The radio session might as well have been invented with idiosyncratic but influential post-punk shamblers Television Personalities in mind; the format gave prolific bandleader Dan Treacy an opportunity to record his latest songs quickly, efficiently, and without any of the industry conventions—like rehearsing—he apparently despised.
In turn, radio loved them back. Legendary BBC DJ John Peel was an early supporter of the British band, which was one of the key acts in the transition from punk to indie, with a fey, melodic guitar-pop style that proved influential on the UK’s C86 bands and beyond. Television Personalities recorded a session for Peel’s show in August 1980; those four songs kick off this new compilation, Tune In, Turn On, Drop Out – Radio Sessions 1980-1993. Also included is a session for the BBC’s Andy Kershaw from 1986; 10 songs recorded live for Cambridge, Massachusetts, station WMBR in 1992; and, as a bonus download, six songs recorded for New Jersey’s WFMU in 1993.
The appeal of a radio session is often to hear a band’s songs stripped of their more elaborate production choices. At the BBC, bands typically get a few hours to lay down three or four tracks, and there is no time for faffing around with fancy effects or a hired harp. The Smiths’ Hatful of Hollow, which includes BBC sessions as well as a couple of early singles, is probably the most famous example of that approach, with many fans preferring the basic arrangements of songs like “What Difference Does It Make?” to those laid down for album release. But that thinking doesn’t really apply to Television Personalities, a band whose laissez faire attitude to the studio gave them a reputation as godfathers of lo-fi. If anything, the production on those four Peel session tracks—“Look Back in Anger,” “Picture of Dorian Gray” (sic), “Le Grande Illusion” (sic), and “Silly Girl”—is actually cleaner than on the band’s 1981 debut album, ...And Don't the Kids Just Love It.
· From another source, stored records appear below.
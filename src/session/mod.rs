//! Session lifecycle.
//!
//! The preview loop is driven by the embedder's display-refresh scheduling
//! primitive; the session object carries the liveness state that makes
//! teardown safe: the flag is checked at tick-top, so a callback already in
//! flight when the session stops performs no surface write. Cancelling the
//! next scheduled callback remains the embedder's half of the contract.

/// The `PreviewSession` lifecycle object and its options.
pub mod preview_session;
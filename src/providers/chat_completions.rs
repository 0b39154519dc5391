use std::time::Duration;

use serde::{Deserialize, Serialize};
use log::{debug, trace, error};

use crate::config::ProviderConfig;

// ===== Message Types =====

#[derive(Debug, Clone, Serialize, Deserialize)]
pub struct ChatMessage
{   pub role: String
  , pub content: String
}

impl ChatMessage
{   pub fn system(content: impl Into<String>) -> Self
    {   ChatMessage
        {   role: "system".to_string()
          , content: content.into()
        }
    }

    pub fn user(content: impl Into<String>) -> Self
    {   ChatMessage
        {   role: "user".to_string()
          , content: content.into()
        }
    }
}

#[derive(Debug, Clone, Serialize, Deserialize)]
pub struct ChatCompletionRequest
{   pub model: String
  , pub messages: Vec<ChatMessage>
  , pub temperature: f32
}

/// Response body; every level is optional since a body without
/// generated text is a valid answer, not a parse failure
#[derive(Debug, Clone, Default, Deserialize)]
pub struct ChatCompletionResponse
{   #[serde(default)]
    pub choices: Vec<Choice>
}

#[derive(Debug, Clone, Deserialize)]
pub struct Choice
{   #[serde(default)]
    pub message: Option<ResponseMessage>
}

#[derive(Debug, Clone, Deserialize)]
pub struct ResponseMessage
{   #[serde(default)]
    pub content: Option<String>
}

/// Generated text of one call, if the endpoint produced any
#[derive(Debug, Clone, PartialEq, Eq)]
pub struct ChatCompletionResult
{   pub content: Option<String>
}

impl From<ChatCompletionResponse> for ChatCompletionResult
{   fn from(response: ChatCompletionResponse) -> Self
    {   let content = response.choices
          .into_iter()
          .next()
          .and_then(|c| c.message)
          .and_then(|m| m.content)
          .filter(|c| !c.is_empty());
        ChatCompletionResult { content }
    }
}

// ===== Client =====

/// HTTP client for an OpenAI-compatible chat-completion endpoint
#[derive(Debug, Clone)]
pub struct ChatCompletionClient
{   http_client: reqwest::Client
  , api_base: String
  , api_key: Option<String>
}

impl ChatCompletionClient
{   pub fn new(
      config: &ProviderConfig
    , api_key: Option<String>
    ) -> Result<Self, crate::error::Error>
    {   debug!(
          "Creating ChatCompletionClient for {:?}",
          config.provider
        );
        let mut builder = reqwest::Client::builder();
        if let Some(secs) = config.timeout_secs
        {   builder = builder.timeout(Duration::from_secs(secs));
        }
        let http_client = builder.build().map_err(|e| {
          error!("Failed to build HTTP client: {}", e);
          crate::error::Error::InvalidConfiguration(e.to_string())
        })?;

        Ok(ChatCompletionClient
        {   http_client
          , api_base: config.effective_api_base().to_string()
          , api_key
        })
    }

    pub fn set_api_key(&mut self, key: String)
    {   debug!("Setting API key");
        self.api_key = Some(key);
    }

    fn get_api_key(&self) -> Result<&str, crate::error::Error>
    {   self.api_key.as_deref().ok_or_else(|| {
          error!("No API key for {}", self.api_base);
          crate::error::Error::NetworkOrAuthFailure(
            format!("missing API key for {}", self.api_base)
          )
        })
    }

    /// Perform one call. Any transport, status or body failure maps to
    /// `NetworkOrAuthFailure`; a readable body without text is `Ok`.
    pub async fn complete(
      &self
    , request: &ChatCompletionRequest
    ) -> Result<ChatCompletionResult, crate::error::Error>
    {   debug!("Sending chat completion for: {}", request.model);

        let api_key = self.get_api_key()?;
        trace!("Chat completion request: {:?}", request);

        let response = self.http_client
          .post(format!(
            "{}/chat/completions",
            self.api_base.trim_end_matches('/')
          ))
          .header("Authorization", format!("Bearer {}", api_key))
          .header("Content-Type", "application/json")
          .json(request)
          .send()
          .await
          .map_err(|e| {
            error!("HTTP error: {}", e);
            crate::error::Error::NetworkOrAuthFailure(e.to_string())
          })?;

        let status = response.status();
        trace!("Chat completion response status: {}", status);

        if !status.is_success()
        {   let error_text = response.text().await
              .unwrap_or_else(|_|
                "Unknown error".to_string()
              );
            error!("API error ({}): {}", status, error_text);
            return Err(crate::error::Error::NetworkOrAuthFailure(
              format!("{}: {}", status, error_text)
            ));
        }

        let chat_response: ChatCompletionResponse
          = response.json().await.map_err(|e| {
            error!("Parse error: {}", e);
            crate::error::Error::NetworkOrAuthFailure(e.to_string())
          })?;

        Ok(chat_response.into())
    }
}
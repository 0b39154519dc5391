pub mod error;
pub mod config;
pub mod languages;
pub mod templates;
pub mod tools;
pub mod providers;
pub mod request;
pub mod orchestrator;
pub mod render;
pub mod client;

pub use client::PromptKitBackend;
pub use config::{PromptKitConfig, ProviderConfig};
pub use error::Error;
pub use languages::UiLanguage;
pub use orchestrator::{RequestOrchestrator, SessionState};
pub use request::{SelectorResult, Submission, SubmitFailure, SubmitRequest};
pub use tools::{ModelClass, Tool, ToolProfile};

use serde::{Deserialize, Serialize};

/*

promptkit: the AI writing and coding tools (outline generator, code
review, code generator, unit-test generator, translator) behind one
trusted backend. Every tool is the same validate -> template -> call ->
display loop, so there is one orchestrator and one profile per tool.

promptkit/
├── Cargo.toml
├── src/
│   ├── lib.rs            # Re-exports and backend channel types
│   ├── error.rs          # Error taxonomy and user-facing messages
│   ├── config.rs         # Provider configuration
│   ├── languages.rs      # UI, target and code language catalogs
│   ├── templates.rs      # Prompt templates
│   ├── tools.rs          # Tool enum and per-tool profiles
│   ├── request.rs        # Submission request/result types
│   ├── providers/        # Chat-completion HTTP client
│   ├── orchestrator.rs   # validate -> template -> call loop
│   ├── render.rs         # Plain text / escaped HTML output
│   ├── client.rs         # Backend task owning the orchestrators
│   └── bin/promptkit.rs  # Command line front end
└── tests/

*/

/// PROMPTKIT API INTERFACE:

// ===== Submit =====

pub type SubmitReply = Result<Submission, SubmitFailure>;
pub type SubmitReplySender
  = tokio::sync::mpsc::UnboundedSender<SubmitReply>;

pub struct SubmitArgs
{   pub request: SubmitRequest
  , pub reply: SubmitReplySender
}

// ===== SetApiKey =====

pub type SetApiKeyReply = Result<(), crate::error::Error>;
pub type SetApiKeyReplySender
  = tokio::sync::mpsc::UnboundedSender<SetApiKeyReply>;

pub struct SetApiKeyArgs
{   pub key: String
  , pub reply: SetApiKeyReplySender
}

// ===== ListTools =====

pub type ListToolsReply
  = Result<Vec<ToolInfo>, crate::error::Error>;
pub type ListToolsReplySender
  = tokio::sync::mpsc::UnboundedSender<ListToolsReply>;

pub struct ListToolsArgs
{   pub reply: ListToolsReplySender
}

// ===== KillProcess =====

pub type KillProcessReply = Result<(), crate::error::Error>;
pub type KillProcessReplySender
  = tokio::sync::mpsc::UnboundedSender<KillProcessReply>;

pub struct KillProcessArgs
{   pub reply: KillProcessReplySender
}

// ===== PromptKitHand (sender side) =====

pub struct PromptKitHand
{   pub submit_tx
      : tokio::sync::mpsc::UnboundedSender<SubmitArgs>
  , pub set_api_key_tx
      : tokio::sync::mpsc::UnboundedSender<SetApiKeyArgs>
  , pub list_tools_tx
      : tokio::sync::mpsc::UnboundedSender<ListToolsArgs>
  , pub kill_process_tx
      : tokio::sync::mpsc::UnboundedSender<KillProcessArgs>
}

// ===== PromptKitFoot (receiver side) =====

pub struct PromptKitFoot
{   pub submit_rx
      : tokio::sync::mpsc::UnboundedReceiver<SubmitArgs>
  , pub set_api_key_rx
      : tokio::sync::mpsc::UnboundedReceiver<SetApiKeyArgs>
  , pub list_tools_rx
      : tokio::sync::mpsc::UnboundedReceiver<ListToolsArgs>
  , pub kill_process_rx
      : tokio::sync::mpsc::UnboundedReceiver<KillProcessArgs>
}

/// PROMPTKIT STRUCTURES:

/// Chat-completion providers with an OpenAI-compatible endpoint.
#[derive(Debug, Clone, Copy, PartialEq, Eq, Deserialize, Serialize, Hash, Default)]
pub enum Provider
{   /// DeepSeek (deepseek-chat, deepseek-coder)
    #[default]
    DeepSeek
  , /// OpenAI (GPT models)
    OpenAI
  , /// Mistral AI (Mistral, Codestral)
    MistralAi
}

impl Provider
{   pub fn default_api_base(self) -> &'static str
    {   match self
        {   Provider::DeepSeek => "https://api.deepseek.com/v1"
          , Provider::OpenAI => "https://api.openai.com/v1"
          , Provider::MistralAi => "https://api.mistral.ai/v1"
        }
    }

    pub fn default_model(self, class: ModelClass) -> &'static str
    {   match (self, class)
        {   (Provider::DeepSeek, ModelClass::Chat) => "deepseek-chat"
          , (Provider::DeepSeek, ModelClass::Coder) => "deepseek-coder"
          , (Provider::OpenAI, _) => "gpt-4o-mini"
          , (Provider::MistralAi, ModelClass::Chat) =>
              "mistral-small-latest"
          , (Provider::MistralAi, ModelClass::Coder) =>
              "codestral-latest"
        }
    }
}

/// What the backend reports for each tool it serves.
#[derive(Debug, Clone, PartialEq, Serialize)]
pub struct ToolInfo
{   pub tool: Tool
  , /// Model the tool's calls go to
    pub model: String
  , pub temperature: f32
  , pub multi_target: bool
  , /// Selectors offered by the tool
    pub selectors: Vec<String>
}
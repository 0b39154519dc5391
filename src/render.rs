//! Turning submissions into something a front end can display.
//!
//! Model output is untrusted. It is shown as plain text, and the HTML
//! form escapes it before adding line breaks.

use crate::error::Error;
use crate::languages::{self, UiLanguage};
use crate::request::Submission;
use crate::tools::Tool;

/// Escape the five HTML-significant characters
pub fn escape_html(text: &str) -> String
{   let mut out = String::with_capacity(text.len());
    for ch in text.chars()
    {   match ch
        {   '&' => out.push_str("&amp;")
          , '<' => out.push_str("&lt;")
          , '>' => out.push_str("&gt;")
          , '"' => out.push_str("&quot;")
          , '\'' => out.push_str("&#39;")
          , c => out.push(c)
        }
    }
    out
}

/// Escaped text with newlines as `<br />`
pub fn to_html(text: &str) -> String
{   escape_html(text).replace('\n', "<br />")
}

fn heading(tool: Tool, selector: &str) -> String
{   match tool
    {   Tool::Translator => languages::target_label(selector)
          .unwrap_or(selector)
          .to_string()
      , _ => selector.to_string()
    }
}

fn result_text(
  tool: Tool
, result: &Result<String, Error>
, lang: UiLanguage
) -> String
{   match result
    {   Ok(text) => text.clone()
      , Err(e) => e.user_message(tool, lang).to_string()
    }
}

/// Plain-text rendering. Single-target tools print the text alone;
/// the translator prints one labelled block per target.
pub fn render_text(submission: &Submission, lang: UiLanguage) -> String
{   if !submission.tool.profile().multi_target
    {   return submission.results
          .first()
          .map(|r| result_text(submission.tool, &r.result, lang))
          .unwrap_or_default();
    }

    submission.results
      .iter()
      .map(|r| {
        format!(
          "{}：\n{}",
          heading(submission.tool, &r.selector),
          result_text(submission.tool, &r.result, lang)
        )
      })
      .collect::<Vec<_>>()
      .join("\n\n")
}

/// Same layout as `render_text`, safe to inject as markup
pub fn render_html(submission: &Submission, lang: UiLanguage) -> String
{   to_html(&render_text(submission, lang))
}
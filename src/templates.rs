//! Prompt templates, one per tool.
//!
//! Every template is `(selector, text) -> String` and does nothing but
//! string interpolation, so the same inputs always give the same bytes.

use crate::languages;

/// Signature shared by all prompt templates
pub type PromptTemplate = fn(&str, &str) -> String;

/// Fallback label when a translation target isn't in the catalog
pub const UNKNOWN_TARGET_LABEL: &str = "目标语言";

/// Article from a title; the selector picks the article language.
/// Unrecognized languages get the Simplified Chinese prompt.
pub fn outline_prompt(lang: &str, title: &str) -> String
{   match lang
    {   "en" => format!(
          "You are a professional content marketer and writer. \
Based on the given title, write a complete, engaging, SEO-optimized \
article with a clear introduction, structured body sections with \
subheadings, and a conclusion. Use a friendly and informative tone.\
\n\nTitle: {}",
          title
        )
      , "fr" => format!(
          "Vous êtes un expert en marketing de contenu. Rédigez un \
article complet, structuré, engageant et optimisé pour le SEO basé \
sur ce titre :\n\nTitre : {}",
          title
        )
      , "es" => format!(
          "Eres un redactor experto en marketing de contenidos. \
Escribe un artículo completo, estructurado y optimizado para SEO con \
el siguiente título:\n\nTítulo: {}",
          title
        )
      , "zh-TW" => format!(
          "你是一位內容營運與行銷專家。請根據下方標題，撰寫一篇完整、有條理、\
具吸引力的文章，包含開頭、段落標題與結尾，風格親切、口語化，並優化 SEO。\
\n\n標題：{}",
          title
        )
      , _ => format!(
          "你是一位内容运营专家。请根据下面的标题，撰写一篇完整、结构清晰、\
引人入胜、适合发布在公众号或知乎的文章。文章应包含引言、正文小标题段落、\
结尾总结，语言风格亲切，适合SEO优化。\n\n标题：{}",
          title
        )
    }
}

pub fn code_review_prompt(lang: &str, code: &str) -> String
{   format!(
      "You are a senior {} developer and code reviewer. \nPlease review \
the following code and provide:\n- Suggestions for refactoring\n- Code \
smell detection\n- Potential bugs or performance issues\n- Style \
improvements\n\nCode:\n\n{}\n\n\nRespond only with the code review and \
improvement suggestions in markdown format.",
      lang, code
    )
}

pub fn code_generation_prompt(lang: &str, description: &str) -> String
{   format!(
      "You are a senior {} developer. Write code that does the \
following:\n\n\"{}\"\n\nOnly return code. No explanation.",
      lang, description
    )
}

pub fn unit_test_prompt(lang: &str, code: &str) -> String
{   format!(
      "You are a senior {} developer. Given the following code, \
generate comprehensive unit tests using best practices.\n\nCode:\n{}\
\n\nOnly output test code. No explanation.",
      lang, code
    )
}

/// Translation into the language named by `target` (a language code)
pub fn translation_prompt(target: &str, text: &str) -> String
{   let label = languages::target_label(target)
      .unwrap_or(UNKNOWN_TARGET_LABEL);
    format!("请将以下内容翻译成 {}：\n\n{}", label, text)
}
Most notably, the Peel session guitars are more melodic and less distorted than on the band’s debut, in a way that points toward the group’s future influence on artists like MGMT and Pavement, rather than back at Television Personalities’ roots in punk. The intros to the Peel session versions of both “Silly Girl” and “Look Back in Anger” include brief but gorgeous Byrds-ian guitar riffs that aren’t present in the rougher album takes, bringing to mind the delicate dramatics of early Belle and Sebastian.